The biggest safety concerns and enforcement efforts around the machines have focused on the storage and maintenance of lithium-ion batteries which have caused a dramatic uptick in fires in recent years. But traditional cyclists are voicing increasing fears about sharing bike lanes with the high-speed vehicles — and many are asking why the police are not enforcing the rules. Mopeds are not permitted to ride in bike lanes. E-bikes are allowed as long as they meet city regulations.
Stadel declined to be interviewed, but according to her husband, this was her second collision with a scooter while cycling on the Manhattan Bridge. The first incident happened around two years ago.
“I’m questioning how rational it is to bike to and from work as much as we do,” said Singleton. “We're bikers, we like doing it, we believe in it, but I'm pretty sure we're going to have to question it.”
Alex Ritter, 26, a cyclist from Brooklyn, says the number of speeding scooters on the Manhattan and Williamsburg bridges is getting worse.
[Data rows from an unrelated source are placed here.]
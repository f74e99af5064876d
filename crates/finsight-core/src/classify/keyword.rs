//! Keyword heuristic classification
//!
//! Deterministic, zero-setup fallback behind the trained-model path.
//! Categories are scanned in a fixed order and keywords within a category in
//! listed order; the first keyword found as a substring of the normalized
//! description wins. Multi-word phrases ("uber eats") match as literal
//! substrings without word-boundary anchoring — a known limitation kept for
//! predictability.

use super::ClassifyStrategy;
use crate::models::ClassificationResult;

/// Confidence assigned to every keyword match.
const KEYWORD_CONFIDENCE: f64 = 0.8;

/// Ordered category → keyword lists. Scan order matters: earlier categories
/// shadow later ones when a description contains keywords from both.
const KEYWORDS: &[(&str, &[&str])] = &[
    (
        "Food & Dining",
        &[
            "food",
            "grocery",
            "restaurant",
            "cafe",
            "coffee",
            "tea",
            "uber eats",
            "doordash",
            "walmart",
            "costco",
        ],
    ),
    (
        "Transportation",
        &[
            "gas", "uber", "lyft", "parking", "toll", "transit", "fuel", "bus", "train",
            "flight",
        ],
    ),
    (
        "Shopping",
        &["amazon", "store", "shop", "mall", "clothing", "shoes"],
    ),
    (
        "Utilities",
        &["electric", "water", "internet", "phone", "utility", "bill", "wifi"],
    ),
    (
        "Healthcare",
        &["pharmacy", "doctor", "hospital", "medical", "health", "dentist"],
    ),
    (
        "Entertainment",
        &[
            "netflix",
            "spotify",
            "movie",
            "game",
            "subscription",
            "ticket",
            "concert",
        ],
    ),
    (
        "Education",
        &["course", "tuition", "book", "school", "university", "class"],
    ),
];

/// Substring keyword matcher over the normalized description
#[derive(Debug, Default)]
pub struct KeywordStrategy;

impl KeywordStrategy {
    pub fn new() -> Self {
        Self
    }
}

impl ClassifyStrategy for KeywordStrategy {
    fn name(&self) -> &'static str {
        "keyword"
    }

    fn attempt(&self, normalized: &str) -> Option<ClassificationResult> {
        for (category, words) in KEYWORDS {
            for word in *words {
                if normalized.contains(word) {
                    return Some(ClassificationResult::new(
                        *category,
                        KEYWORD_CONFIDENCE,
                        format!("Matched keyword '{}'", word),
                    ));
                }
            }
        }
        None
    }
}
“I have no problem with the electric bikes that go no faster than I could on my bike,” he said. “But when you have a moped, gas powered or electric, that weighs a hundred-plus pounds, it’s going to cause a lot more damage than two cyclists crashing.”
In the days since Stadel’s accident, dozens of cyclists have taken to social media to express concerns over commuting across the city’s bridges. They have also voiced fear at the increase in the number of scooters using the city’s bike lanes at unsafe speeds.
So far this year, NYPD data shows it issued 6,083 tickets to bicyclists and 1,158 for e-bikes. Meanwhile, it has issued 367 violations to e-scooters, including 190 for running red lights, and 15 for unauthorized use on a sidewalk. The NYPD did not respond to questions about the data.
“That's laughable,” said Singleton.
“If you stand on the middle of the bike pass on Manhattan Bridge for a half hour, tell me how many e-scooters you clock speeding recklessly across the bridge? In a half hour, multiple dozens.”
City Councilmember Lincoln Restler, whose district includes DUMBO, Greenpoint and Brooklyn Heights, has expressed reluctance to push for more enforcement of scooters, saying they’re typically used by deliveristas pressured by food delivery apps to travel at unsafe speeds.
It’s a point echoed by John Surico, a journalist and researcher who studies transportation.
“You can really put them in financial harm,” he said, noting that previous crackdowns largely targeted delivery workers, who are often immigrant men with low-paying jobs. At the same time, he said, “There were plenty of wealthier New Yorkers that had e-bikes that were riding around and didn’t get the same tickets.”
Surcio said that the summons data – which shows that many more cyclists are being stopped than scooter riders – is actually proportional to bike and scooter use in the city. He says scooter accidents get outsized attention from the media because they are new.
“The number of violations that cars get versus the attention they get on the streets, when we're living in a time of record traffic violence again this year, it seems a bit misaligned for me,” he said.
Still, some cyclists say that whatever enforcement is happening is not enough.
“We know what the laws are, the laws are very obvious,” said e-bike rider Derrick Chan, who witnessed Wednesday’s accident on the Manhattan Bridge. “Why is there no enforcement?”
As far as Stadel’s accident on Wednesday, the NYPD has no report of it and it’s unclear what, exactly, happened. Witnesses reported seeing large amounts of blood coming from the misshapen leg of one of the scooter riders.
And the little she and her husband know about the day, they’ve pieced together from other people and reading about it on social media.
“She's still kind of going through trauma about all of this,” said her husband, Douglas Singleton.
Correction: An earlier version of this story misstated which vehicles are permitted in bike lanes.